The Usenet Oracle is an Internet question-and-answer system developed first at Harvard University in 1976, but made popular by a derivative installed at Indiana University in 1989. Users would submit questions via email which was then sent to another user to answer anonymously when he/she asked their own question. Humor abounds within the Oracle.
Sometime back in 1990, the following question was posed:
“Is I really hard playing rock?”
The Oracle responded as follows:
Dear Sir or Madam:
The question you have submitted requires extra time to parse due to improper grammatical structure. Please bear with us a few moments, and the Oracle will address your question as soon as possible.
…
O.K., I’m done. My parser routine has come up with four possible interpretations of your question:
- Is it really hard playing rock ‘n’ roll music?
- Am I a really hard rock who likes to play?
- Am I really hard when I play with my rocks?
- Am I really hard when I play rock ‘n’ roll music?
The responses, in order, are:
- In the words of my hero, Bob Geldof, “Maybe get a blister on your little finger, maybe get a blister on your thumb.”
- A simple test. Play with a friend by getting him to throw you into the water. If you sink to the bottom forever without drowning, you’re a hard rock who likes to play.
- A simple test. In the privacy of your own room, stroke, lick, or otherwise play with your testicles while using sexual aids to assist you (K-Y, whips, pictures of Zsa Zsa Gabor or Leona Helmsley). If you can break the headboard of your bed with your pënìs, then you’re really hard when you play with your rocks.

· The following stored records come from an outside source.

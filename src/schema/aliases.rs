use anyhow::{Context, Result};
use serde::{Deserialize, Serialize};
use std::{collections::HashMap, fs::File, path::Path};

use super::CanonicalField;

/// Accepted raw header spellings per canonical field, in priority order.
/// Immutable once constructed; the resolver never mutates it at runtime.
/// The built-in table covers the eGRID and EIA-923 style exports we see in
/// practice, and a deployment can override it with a YAML file.
#[derive(Debug, Clone, Serialize, Deserialize)]
#[serde(transparent)]
pub struct AliasTable {
    fields: HashMap<CanonicalField, Vec<String>>,
}

impl AliasTable {
    /// Load an override table from YAML, shaped as
    /// `canonical_field: [alias, ...]`.
    pub fn from_yaml_file(path: impl AsRef<Path>) -> Result<Self> {
        let path = path.as_ref();
        let file =
            File::open(path).with_context(|| format!("opening alias file {}", path.display()))?;
        let table: AliasTable = serde_yaml::from_reader(file)
            .with_context(|| format!("parsing alias file {}", path.display()))?;
        Ok(table)
    }

    /// Aliases for `field` in priority order; empty when the table does not
    /// cover the field at all.
    pub fn aliases_for(&self, field: CanonicalField) -> &[String] {
        self.fields.get(&field).map(Vec::as_slice).unwrap_or(&[])
    }
}

impl Default for AliasTable {
    fn default() -> Self {
        fn owned(aliases: &[&str]) -> Vec<String> {
            aliases.iter().map(|a| a.to_string()).collect()
        }

        let fields = HashMap::from([
            (
                CanonicalField::PlantId,
                owned(&[
                    "plant id (orispl)",
                    "orispl",
                    "plant code",
                    "plant orispl code",
                ]),
            ),
            (CanonicalField::PlantName, owned(&["plant name"])),
            (
                CanonicalField::State,
                owned(&["state abbreviation", "plant state abbreviation", "state"]),
            ),
            (
                CanonicalField::NetGeneration,
                owned(&[
                    "plant annual net generation (mwh)",
                    "plant annual net generation",
                    "net generation (mwh)",
                    "generation (mwh)",
                    "annual net generation (mwh)",
                ]),
            ),
            (
                CanonicalField::BalancingAuthority,
                owned(&[
                    "balancing authority code",
                    "ba code",
                    "egrid subregion code",
                ]),
            ),
            (
                CanonicalField::GeneratorNetGeneration,
                owned(&[
                    "generator annual net generation (mwh)",
                    "annual net generation (mwh) - generator",
                    "generator net generation (mwh)",
                ]),
            ),
        ]);

        Self { fields }
    }
}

- A simple test. In the privacy of your own room, bang your skull against a wall while using sexual aids to assist you (Ozzy Osbourne, Van Halen, Led Zeppelin, etcetera, and a cassette player, phonograph, or CD player). If you can break the headboard of your bed with your pënìs, then you’re really hard when you play rock ‘n’ roll music.
You owe the Oracle a rock and a hard place. Or at least a rock and a place to get hard. Or a place to get hard playing rock music. Or a place where they play hard rock. Hëll, give me all of the above; you biffed your own question, not me.
Oracle One-Liners
While many questions and answers are lengthy, there are some great one-liners in the archives.
- Q. Why is a cow?
Oracle: Mu.This answer is particularly brilliant because “mu” (無) is Japanese for “nothing”, “non-existent”, or “non-being”. The term is often used or translated to mean that the question itself must be “unasked”. Additionally, Discordians define “mu” as “Your question cannot be answered because it depends on incorrect assumptions.”

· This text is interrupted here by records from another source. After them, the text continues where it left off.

//! Read views over the record store: ranked and filtered, never mutated.
//! Both operations scan the whole table (the store port drains its own
//! pagination), filter in memory, and sort by net generation descending.

use crate::error::StoreError;
use crate::process::PlantRecord;
use crate::store::RecordStore;

/// Top `limit` plants by net generation, optionally restricted to a state.
pub async fn top(
    store: &dyn RecordStore,
    limit: usize,
    state: Option<&str>,
) -> Result<Vec<PlantRecord>, StoreError> {
    let state = state.map(str::to_uppercase);
    let mut items = store.scan(state.as_deref()).await?;
    sort_by_net_desc(&mut items);
    items.truncate(limit);
    Ok(items)
}

/// Plants whose name contains `q` case-insensitively, optionally restricted
/// to a state, sorted by net generation descending.
pub async fn search(
    store: &dyn RecordStore,
    q: Option<&str>,
    state: Option<&str>,
) -> Result<Vec<PlantRecord>, StoreError> {
    let state = state.map(str::to_uppercase);
    let mut items = store.scan(state.as_deref()).await?;
    if let Some(q) = q {
        let q = q.to_lowercase();
        items.retain(|record| record.plant_name_lc.contains(&q));
    }
    sort_by_net_desc(&mut items);
    Ok(items)
}

fn sort_by_net_desc(items: &mut [PlantRecord]) {
    items.sort_by(|a, b| b.net_generation_mwh.cmp(&a.net_generation_mwh));
}
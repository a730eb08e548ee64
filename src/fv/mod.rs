pub mod encoding;
pub mod encrypt;
pub mod eval;
pub mod keygen;

pub use encoding::{decode_int, encode_int, message_bits};
pub use keygen::{keygen, keygen_with_rng, PublicKey, RelinKey, SecretKey};

use std::fmt;
use std::sync::Arc;

use crate::error::{FvError, Result};
use crate::params::Parameters;
use crate::ring::poly::Poly;

/// An FV ciphertext (c0, c1) over Z_q[x]/(x^d+1), coefficients centered mod q.
///
/// Carries handles to the parameters and relinearization key it was produced
/// under so that it can be multiplied without extra arguments. Values are
/// immutable: every operation returns a new ciphertext.
#[derive(Clone, Debug)]
pub struct Ciphertext {
    pub(crate) c0: Poly,
    pub(crate) c1: Poly,
    pub(crate) params: Arc<Parameters>,
    pub(crate) rlk: Arc<RelinKey>,
}

impl Ciphertext {
    pub(crate) fn from_parts(c0: Poly, c1: Poly, rlk: &Arc<RelinKey>) -> Self {
        Self {
            c0,
            c1,
            params: rlk.params.clone(),
            rlk: rlk.clone(),
        }
    }

    pub fn c0(&self) -> &Poly {
        &self.c0
    }

    pub fn c1(&self) -> &Poly {
        &self.c1
    }

    pub fn params(&self) -> &Arc<Parameters> {
        &self.params
    }

    pub fn relin_key(&self) -> &Arc<RelinKey> {
        &self.rlk
    }

    /// Both operands must come from the same parameter set.
    pub(crate) fn check_compatible(&self, other: &Self) -> Result<()> {
        if Arc::ptr_eq(&self.params, &other.params) || self.params == other.params {
            Ok(())
        } else {
            Err(FvError::ParameterMismatch)
        }
    }
}

/// Ciphertexts compare by value: same polynomials under equal parameters.
impl PartialEq for Ciphertext {
    fn eq(&self, other: &Self) -> bool {
        self.c0 == other.c0 && self.c1 == other.c1 && self.params == other.params
    }
}

impl fmt::Display for Ciphertext {
    fn fmt(&self, f: &mut fmt::Formatter<'_>) -> fmt::Result {
        writeln!(f, "Fan and Vercauteren cipher text")?;
        writeln!(f, "( c₀ = {},", self.c0)?;
        write!(f, "c₁ = {} )", self.c1)
    }
}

- Q. What does Dan Quayle eat for breakfast?
Oracle: Dan Quayle prefers Vice Krispies. - Q. When, where, how, why, and what?
Oracle: Now, here, massive coronary, no grovelling, your imminent demise. - Q. How do you make holes in a fire?
Oracle: With a fire drill. - Q. What if this wasn’t a hypothetical question?
Oracle: Then this wouldn’t be a rhetorical answer. - Q. Win95
Oracle: Lose$95 - Q. Hey buddy, can you spare a minus sign?
Oracle: negative. - Q. What is the purpose of zero-ohm resistors?
Oracle: Resistance is useless! - Q. Mmm… monkey.
Oracle: There’s no wrong way to eat a Rhesus.
Long live the Oracle!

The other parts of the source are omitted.